Tecnologie e scorciatoie pericolose
Anagraficamente ci siamo spesso trovati a dovere fare i conti con crisi e cambiamenti. Normale, direi. Si tratta di processi medianti i quali qualcosa o qualcuno diventa diverso, cambia il suo modo di essere perché influenzato da ciò che lo circonda. Crisi e cambiamenti, insomma, segnano il nostro modo di agire e quindi di rapportarci con gli altri. Così possiamo affermare che alcune tecnologie, e soprattutto alcuni dei modi in cui le tecnologie vengono impiegate, mutano il modo di percepire il cambiamento e inducono chi le utilizza a dover adeguarsi. Le tecnologie, insomma, non vanno viste come strumenti di chiusura, ma di grande apertura. L’innovazione ha portato molteplici benefici. Non ci si deve piegare in maniera totale alla tecnica, ovviamente, ma bisogna gestirla e utilizzarla per ricavarne i maggiori vantaggi. Negli ultimi quindici anni, con l’avvento di internet, si sono raggiunti importati risultati nella gestione della vita quotidiana come pure dell’economia. La possibilità di connetterci con il mondo rimando fermi in uno stesso posto ha offerto spazi e forme nuove a moltissime attività, inclusa la politica.
Non vi è mai nulla che resti eguale nel tempo. Ora la «quantità» delle opzioni disponibili, il costo delle stesse, la velocità con cui si reperiscono hanno creato ulteriori possibilità di scambio. Abbiamo chiamato quest’epoca «della disintermediazione e della dematerializzazione»; abbiamo recepito forme di maggior flessibilità e fatto della globalizzazione un valore alla portata di tutti. Un domani non troppo lontano si andrà anche a mutare il modo stesso delle forme di relazione. Attenzione, guai a credere che l’innovazione sia però la panacea di tutti i mali. Ciò che si deve comprendere è che oggi senza un adeguato investimento tecnologico si corre il rischio di arrancare. Certo, se un bambino deve nascere in una valle alpina di notte mentre nevica, non vi potrà essere un’App che si sostituisce al medico. L’uomo in determinati casi — e quello della sanità lo è senza ombra di dubbio — rimane ancora strategico. Quindi, un’ostetrica in zona è presenza indispensabile. Ostetrica che potrà però avere appoggio e assistenza anche da grande distanza grazie all’uso delle nuove tecnologie.
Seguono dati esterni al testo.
//! Eigendecomposition.
//!
//! [`SymmetricEigen`] decomposes a real symmetric matrix `A` into
//! `A = V D V^T` where:
//! - `V` is orthogonal (columns are eigenvectors)
//! - `D` is diagonal (eigenvalues on the diagonal)
//!
//! using the cyclic Jacobi eigenvalue algorithm.
//!
//! [`Eigen`] picks between the symmetric path and the complex
//! [`GeneralEigen`] path based on a symmetry check, so callers always see
//! which kind of result they got.

use num_complex::Complex64;
use tracing::{debug, instrument, warn};

use crate::Float;
use crate::config::LinalgConfig;
use crate::error::Result;
use crate::matrix::Matrix;

use super::general::{GeneralEigen, complex_frobenius_distance};

/// Result of an eigendecomposition for symmetric matrices.
#[derive(Debug, Clone)]
pub struct SymmetricEigen<T: Float> {
    /// Eigenvalues in descending order.
    eigenvalues: Vec<T>,
    /// Eigenvectors as columns of an n x n matrix (stored row-major).
    eigenvectors: Vec<T>,
    /// Matrix dimension.
    n: usize,
    /// Jacobi sweeps performed.
    sweeps: usize,
}

#[allow(clippy::many_single_char_names)]
impl<T: Float> SymmetricEigen<T> {
    /// Compute the eigendecomposition of a symmetric matrix.
    ///
    /// Returns eigenvalues and eigenvectors such that `A = V diag(d) V^T`.
    /// Only the lower triangle is read; the upper triangle is assumed to
    /// mirror it.
    ///
    /// ```
    /// # use densela_core::Matrix;
    /// # use densela_core::linalg::SymmetricEigen;
    /// let a = Matrix::from_rows(&[[2.0_f64, 1.0], [1.0, 3.0]]).unwrap();
    /// let eig = SymmetricEigen::decompose(&a).unwrap();
    /// // Eigenvalues of [[2,1],[1,3]] are (5±sqrt(5))/2
    /// assert!((eig.eigenvalues()[0] - (2.5 + 5.0_f64.sqrt() / 2.0)).abs() < 1e-10);
    /// ```
    pub fn decompose(a: &Matrix<T>) -> Result<Self> {
        Self::decompose_with(a, &LinalgConfig::default())
    }

    /// Like [`decompose`](Self::decompose), with an explicit sweep budget.
    ///
    /// Running out of sweeps is not an error: the current (partially
    /// diagonalized) state is returned and a warning is emitted.
    #[instrument(level = "debug", skip_all, fields(n = a.rows()))]
    pub fn decompose_with(a: &Matrix<T>, config: &LinalgConfig) -> Result<Self> {
        let n = a.ensure_square()?;
        a.ensure_finite()?;

        // Working copy, mirrored from the lower triangle.
        let mut s = vec![T::zero(); n * n];
        for i in 0..n {
            for j in 0..=i {
                let v = a[(i, j)];
                s[i * n + j] = v;
                s[j * n + i] = v;
            }
        }
        // V starts as identity
        let mut v = vec![T::zero(); n * n];
        for i in 0..n {
            v[i * n + i] = T::one();
        }

        let scale = s.iter().map(|&x| x * x).sum::<T>().sqrt();
        let tol = T::epsilon() * T::from_f64(100.0) * scale;
        // Entries this small cannot keep the off-diagonal norm above `tol`.
        let negligible = tol / T::from_usize(n.max(1));

        let mut sweeps = 0;
        let mut converged = false;
        while sweeps <= config.max_sweeps {
            // Compute off-diagonal norm
            let mut off_norm = T::zero();
            for i in 0..n {
                for j in (i + 1)..n {
                    off_norm += s[i * n + j] * s[i * n + j];
                }
            }
            if off_norm.sqrt() <= tol {
                converged = true;
                break;
            }
            if sweeps == config.max_sweeps {
                break;
            }
            sweeps += 1;

            for p in 0..n {
                for q in (p + 1)..n {
                    let apq = s[p * n + q];
                    if apq.abs() <= negligible {
                        continue;
                    }

                    let app = s[p * n + p];
                    let aqq = s[q * n + q];

                    // Compute rotation angle
                    let theta = (aqq - app) / (apq + apq);
                    let t = if theta >= T::zero() {
                        T::one() / (theta + (T::one() + theta * theta).sqrt())
                    } else {
                        -T::one() / (-theta + (T::one() + theta * theta).sqrt())
                    };
                    let cs = T::one() / (T::one() + t * t).sqrt();
                    let sn = t * cs;

                    // Apply rotation to S: S' = G^T S G
                    s[p * n + p] = app - t * apq;
                    s[q * n + q] = aqq + t * apq;
                    s[p * n + q] = T::zero();
                    s[q * n + p] = T::zero();

                    for r in 0..n {
                        if r == p || r == q {
                            continue;
                        }
                        let srp = s[r * n + p];
                        let srq = s[r * n + q];
                        s[r * n + p] = cs * srp - sn * srq;
                        s[p * n + r] = cs * srp - sn * srq;
                        s[r * n + q] = sn * srp + cs * srq;
                        s[q * n + r] = sn * srp + cs * srq;
                    }

                    // V' = V * G
                    for i in 0..n {
                        let vp = v[i * n + p];
                        let vq = v[i * n + q];
                        v[i * n + p] = cs * vp - sn * vq;
                        v[i * n + q] = sn * vp + cs * vq;
                    }
                }
            }
        }

        if !converged {
            warn!(
                sweeps,
                "Jacobi eigenvalue sweep budget exhausted before convergence"
            );
        }

        let eigenvalues: Vec<T> = (0..n).map(|i| s[i * n + i]).collect();

        // Sort descending by value
        let mut indices: Vec<usize> = (0..n).collect();
        indices.sort_by(|&a, &b| {
            eigenvalues[b]
                .partial_cmp(&eigenvalues[a])
                .unwrap_or(core::cmp::Ordering::Equal)
        });

        let eigenvalues_sorted: Vec<T> = indices.iter().map(|&i| eigenvalues[i]).collect();
        let mut v_sorted = vec![T::zero(); n * n];
        for (new_j, &old_j) in indices.iter().enumerate() {
            for i in 0..n {
                v_sorted[i * n + new_j] = v[i * n + old_j];
            }
        }

        debug!(sweeps, converged, "symmetric eigendecomposition complete");

        Ok(Self {
            eigenvalues: eigenvalues_sorted,
            eigenvectors: v_sorted,
            n,
            sweeps,
        })
    }

    /// Matrix dimension.
    pub fn n(&self) -> usize {
        self.n
    }

    /// The eigenvalues, sorted descending.
    pub fn eigenvalues(&self) -> &[T] {
        &self.eigenvalues
    }

    /// The eigenvector matrix `V` (n x n, columns are eigenvectors, unit
    /// norm, mutually orthogonal).
    pub fn eigenvectors(&self) -> Matrix<T> {
        Matrix::from_parts(self.eigenvectors.clone(), self.n, self.n)
    }

    /// Number of Jacobi sweeps performed.
    pub fn sweeps(&self) -> usize {
        self.sweeps
    }

    /// Rebuild `V diag(d) V^T`.
    pub fn reconstruct(&self) -> Matrix<T> {
        let n = self.n;
        let v = &self.eigenvectors;
        Matrix::from_fn(n, n, |i, j| {
            (0..n)
                .map(|k| v[i * n + k] * self.eigenvalues[k] * v[j * n + k])
                .sum()
        })
    }
}

// ======================================================================
// Tagged symmetric / general result
// ======================================================================

/// Eigendecomposition of a real square matrix, symmetric or not.
#[derive(Debug, Clone)]
pub enum Eigen {
    /// Symmetric input: real eigenvalues, orthonormal eigenvectors.
    Real(SymmetricEigen<f64>),
    /// Non-symmetric input: complex eigenvalues and eigenvectors.
    Complex(GeneralEigen),
}

impl Eigen {
    /// Decompose `a`, choosing the symmetric path when
    /// `|a_ij - a_ji| <= 1e-10` for every pair.
    ///
    /// ```
    /// # use densela_core::Matrix;
    /// # use densela_core::linalg::Eigen;
    /// let rot = Matrix::from_rows(&[[0.0, -1.0], [1.0, 0.0]]).unwrap();
    /// let eig = Eigen::decompose(&rot).unwrap();
    /// assert!(matches!(eig, Eigen::Complex(_)));
    /// assert!(eig.reconstruction_error(&rot).unwrap() < 1e-10);
    /// ```
    pub fn decompose(a: &Matrix<f64>) -> Result<Self> {
        Self::decompose_with(a, &LinalgConfig::default())
    }

    /// Like [`decompose`](Self::decompose), using
    /// `config.symmetry_tolerance` and `config.symmetry_rel_tolerance` for
    /// the symmetry check.
    pub fn decompose_with(a: &Matrix<f64>, config: &LinalgConfig) -> Result<Self> {
        a.ensure_square()?;
        if a.is_symmetric_within(config.symmetry_tolerance, config.symmetry_rel_tolerance) {
            SymmetricEigen::decompose_with(a, config).map(Self::Real)
        } else {
            GeneralEigen::decompose_with(a, config).map(Self::Complex)
        }
    }

    /// Whether the symmetric path was taken.
    pub fn is_symmetric(&self) -> bool {
        matches!(self, Self::Real(_))
    }

    /// The eigenvalues, widened to complex for the symmetric case.
    pub fn eigenvalues(&self) -> Vec<Complex64> {
        match self {
            Self::Real(eig) => eig
                .eigenvalues()
                .iter()
                .map(|&v| Complex64::new(v, 0.0))
                .collect(),
            Self::Complex(eig) => eig.eigenvalues().to_vec(),
        }
    }

    /// Frobenius norm of `a` minus the reconstruction from this
    /// decomposition, computed in complex arithmetic for the general case.
    pub fn reconstruction_error(&self, a: &Matrix<f64>) -> Result<f64> {
        match self {
            Self::Real(eig) => Ok(a.sub_checked(&eig.reconstruct())?.frobenius_norm()),
            Self::Complex(eig) => complex_frobenius_distance(a, &eig.reconstruct()?),
        }
    }
}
Se poi in un ospedale periferico vi saranno più sale operatorie, e non solo due riservate specificatamente a ginecologia e ostetricia, sarà sufficiente lavorare sul contesto organizzativo per evitare spostamenti a rischio per puerpera e bambino. In questo la tecnologia è quindi a supporto e non a discapito della qualità della vita delle comunità poste in contesti geografici marginali.
Dico ciò perché uno degli elementi critici dell’ultima legislatura è stata la totale incapacità da parte degli amministratori di utilizzare e proporre in positivo i vantaggi delle tecnologie e di costruire così un rapporto proficuo tra i luoghi in cui si crea innovazione (il nostro territorio può contare su tre enti di ricerca di altissimo livello) e chi doveva innovare il sistema Trentino e di conseguenza alzare il livello di qualità della vita delle comunità che lo animano. Si è preferito vivacchiare, giocare di rimessa in un momento invece in cui bisognava correre, imporsi. Questo solo per conservare un sistema di potere costruito sulla mediazione di interessi. Una delibera preelettorale per stabilizzare all’interno dell’apparato della pubblica amministrazione oltre 400 persone senza il fondamentale requisito dell’aver superato un concorso, si è trasformata in una mossa capace di svilire l’impegno di chi credeva che la pubblica amministrazione provinciale fosse un elemento di competitività dell’intero sistema. Non è cercando scorciatoie che si sfugge a un monitoraggio, interno ed esterno, in cui l’incapacità di progettare la spesa o il favorire il sodale di sempre hanno lo stesso peso in termini di credibilità di un territorio.